Here's the link to the Fresh Horseradish Sauce, also appeared in the November 2008 issue of Sunset: http://www.myrecipes.com/recipe/fresh-horseradish-sauce-10000001860168/
Salt- and Herb-Crusted Prime Rib with Fresh Horseradish Sauce
Photo: James Baigrie; Styling: Karen Shinto
More From Sunset
Resting: 1 Hour, 30 Minutes
Amount per serving
- Calories: 427
- Calories from fat: 53%
- Protein: 47g
- Fat: 25g
- Saturated fat: 9g
- Carbohydrate: 1.7g
- Fiber: 9g
- Sodium: 859mg
- Cholesterol: 136mg
- 1 four-rib beef rib roast (about 8 lbs.), fat trimmed to 1/4 in.*, or 1 boned, tied beef cross rib (chuck) roast (4 to 6 lbs.)

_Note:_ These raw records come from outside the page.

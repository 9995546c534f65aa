//! Scripted provider shared by unit tests.

use std::collections::{HashMap, VecDeque};
use std::sync::Mutex;

use async_trait::async_trait;
use serde_json::Value;
use tokio::sync::broadcast;

use crate::error::ProviderError;
use crate::provider::{Provider, ProviderEvent, RpcCall};

/// Provider double with per-method scripted responses and call accounting.
pub(crate) struct ScriptedProvider {
    responses: Mutex<HashMap<String, VecDeque<Result<Value, ProviderError>>>>,
    delays: Mutex<HashMap<String, std::time::Duration>>,
    calls: Mutex<Vec<(String, Value)>>,
    events: broadcast::Sender<ProviderEvent>,
    known_wallet: bool,
    selected: Option<String>,
}

impl ScriptedProvider {
    pub(crate) fn new() -> Self {
        let (events, _) = broadcast::channel(16);
        Self {
            responses: Mutex::new(HashMap::new()),
            delays: Mutex::new(HashMap::new()),
            calls: Mutex::new(Vec::new()),
            events,
            known_wallet: true,
            selected: None,
        }
    }

    /// Make a method's responses arrive after a delay, so tests can overlap
    /// concurrent callers deterministically.
    pub(crate) fn delay(&self, method: &str, delay: std::time::Duration) {
        self.delays.lock().unwrap().insert(method.to_string(), delay);
    }

    pub(crate) fn with_selected(mut self, address: &str) -> Self {
        self.selected = Some(address.to_string());
        self
    }

    pub(crate) fn script_ok(&self, method: &str, value: Value) {
        self.script(method, Ok(value));
    }

    pub(crate) fn script_err(&self, method: &str, code: i64, message: &str) {
        self.script(method, Err(ProviderError::rpc(code, message)));
    }

    pub(crate) fn script(&self, method: &str, result: Result<Value, ProviderError>) {
        self.responses
            .lock()
            .unwrap()
            .entry(method.to_string())
            .or_default()
            .push_back(result);
    }

    pub(crate) fn call_count(&self, method: &str) -> usize {
        self.calls
            .lock()
            .unwrap()
            .iter()
            .filter(|(m, _)| m == method)
            .count()
    }

    /// Params of the most recent call to `method`.
    pub(crate) fn last_call(&self, method: &str) -> Option<Value> {
        self.calls
            .lock()
            .unwrap()
            .iter()
            .rev()
            .find(|(m, _)| m == method)
            .map(|(_, params)| params.clone())
    }

    pub(crate) fn emit(&self, event: ProviderEvent) {
        // Send only fails with no live subscribers, which some tests allow.
        let _ = self.events.send(event);
    }
}

#[async_trait]
impl Provider for ScriptedProvider {
    async fn request(&self, call: RpcCall) -> Result<Value, ProviderError> {
        self.calls
            .lock()
            .unwrap()
            .push((call.method.clone(), call.params.clone()));
        let delay = self.delays.lock().unwrap().get(&call.method).copied();
        if let Some(delay) = delay {
            tokio::time::sleep(delay).await;
        }
        let scripted = self
            .responses
            .lock()
            .unwrap()
            .get_mut(&call.method)
            .and_then(VecDeque::pop_front);
        match scripted {
            Some(result) => result,
            None => panic!("unscripted provider method: {}", call.method),
        }
    }

    fn events(&self) -> broadcast::Receiver<ProviderEvent> {
        self.events.subscribe()
    }

    fn is_known_wallet(&self) -> bool {
        self.known_wallet
    }

    fn selected_address(&self) -> Option<String> {
        self.selected.clone()
    }
}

- 8 garlic cloves, slivered lengthwise
- 1/2 cup extra-virgin olive oil
- 1/4 cup chopped fresh rosemary leaves or 2 tbsp. dried
- 1/4 cup chopped fresh thyme leaves or 2 tbsp. dried
- 3 tablespoons freshly cracked black pepper
- 1 cup coarse sea salt
- Fresh Horseradish Sauce (see link in step 5 below)
- 1. Rinse roast and pat dry. With a small, sharp knife, make small slits all over the meat, and insert a piece of garlic in each.

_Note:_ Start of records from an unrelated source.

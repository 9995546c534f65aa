//! Bridge between provider push events and the session state machine.
//!
//! Subscribes before the silent resume probe runs, so an event racing the
//! probe is never lost. Events are applied strictly in arrival order on one
//! task; the state machine's generation guard handles everything else.

use std::sync::Arc;

use tokio::sync::{broadcast, watch};
use tokio::task::JoinHandle;

use super::SessionManager;
use crate::provider::ProviderEvent;

/// Owns the background task that feeds provider events into the manager.
///
/// Detaching is idempotent; dropping an attached bridge aborts the task.
pub struct EventBridge {
    handle: std::sync::Mutex<Option<JoinHandle<()>>>,
    stop: watch::Sender<bool>,
}

impl EventBridge {
    /// Subscribe to the manager's provider and start applying events.
    pub fn attach(manager: Arc<SessionManager>) -> Self {
        let (stop, stopped) = watch::channel(false);
        let receiver = manager.provider().events();
        let handle = tokio::spawn(run(manager, receiver, stopped));
        Self {
            handle: std::sync::Mutex::new(Some(handle)),
            stop,
        }
    }

    /// Stop the feed and wait for the task to finish draining.
    pub async fn detach(&self) {
        let _ = self.stop.send(true);
        let handle = self.handle.lock().ok().and_then(|mut slot| slot.take());
        if let Some(handle) = handle
            && let Err(error) = handle.await
            && !error.is_cancelled()
        {
            tracing::warn!(%error, "event bridge task failed");
        }
    }
}

impl Drop for EventBridge {
    fn drop(&mut self) {
        if let Ok(mut guard) = self.handle.lock()
            && let Some(handle) = guard.take()
        {
            handle.abort();
        }
    }
}

async fn run(
    manager: Arc<SessionManager>,
    mut events: broadcast::Receiver<ProviderEvent>,
    mut stopped: watch::Receiver<bool>,
) {
    // Adopt any pre-approved session before processing live events.
    manager.resume().await;

    loop {
        tokio::select! {
            biased;

            changed = stopped.changed() => {
                if changed.is_err() || *stopped.borrow() {
                    tracing::debug!("event bridge stopping");
                    return;
                }
            }
            received = events.recv() => match received {
                Ok(event) => manager.apply_event(event).await,
                Err(broadcast::error::RecvError::Lagged(missed)) => {
                    // Skipped events are stale snapshots; the next one
                    // carries the current truth.
                    tracing::warn!(missed, "event feed lagged, continuing");
                }
                Err(broadcast::error::RecvError::Closed) => {
                    tracing::debug!("provider event feed closed");
                    return;
                }
            },
        }
    }
}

- 2. In a small bowl, combine olive oil, herbs, and pepper. Rub mixture all over meat, wrap airtight, and chill overnight.
- 3. Remove beef from refrigerator 1 hour before roasting. Preheat oven to 450°. Set roast, fatty side up, in a roasting pan. In a small bowl, mix salt with 2 tbsp. cold water to moisten. Press mixture over the fatty side and the ends of meat.
- 4. Roast for 25 minutes, then lower oven temperature to 350°. Continue roasting until a thermometer inserted into the center of thickest part of meat reaches 125° for rare (or 130° for medium-rare; the ends will be more done), 1 1/2 to 2 hours longer. Let rest in a warm place 30 to 40 minutes.
- 5. Scrape as much salt off roast as you can. Cut string holding meat and bones together. Transfer roast to a cutting board, cut into 1/3- to 1/2-in.-thick slices, and arrange on a platter. Cut between bones and add them to platter. Serve with Fresh Horseradish Sauce.
- *For easy carving, have the butcher cut the rib-eye muscle from the bones, then tie the meat and bones back together for roasting.
- THE WINE: Serve Cabs in a range of prices (see Wine Picks, below), and play the high-low game: Have people choose their favorite and guess the price. You'll be surprised at what comes out on top.
- Wine Picks: Cab Choices for the Main Event:
- Robert Sinskey Vandal Cabernet Sauvignon 2004 (Los Carneros, Napa Valley; $48). Lively cassis and dark berries play over a foresty bed of juniper, cedar, and mocha flavors.
- Robert Sinskey "SLD" Cabernet Sauvignon 2004 (Stags Leap District, Napa Valley; $85). The winery's showcase wine-elegantly structured, with complex layers of dark plums and cherries, cedar, and espresso.
- Spottswoode "Lyndenhurst" Cabernet Sauvignon 2005 (St. Helena, Napa Valley; $60). A plush wine with classic cassis, dark chocolate, a touch of cedar, and fine tannins.
- The Girls in the Vineyard Cabernet Sauvignon 2005 (Red Hills, Lake County; $20). A great-value, fruit-driven Cab made by old friends of the Sinskeys. A little mint and a few herbs lurk under juicy black cherries.
- Note: Nutritional analysis is per 6-oz. serving without sauce.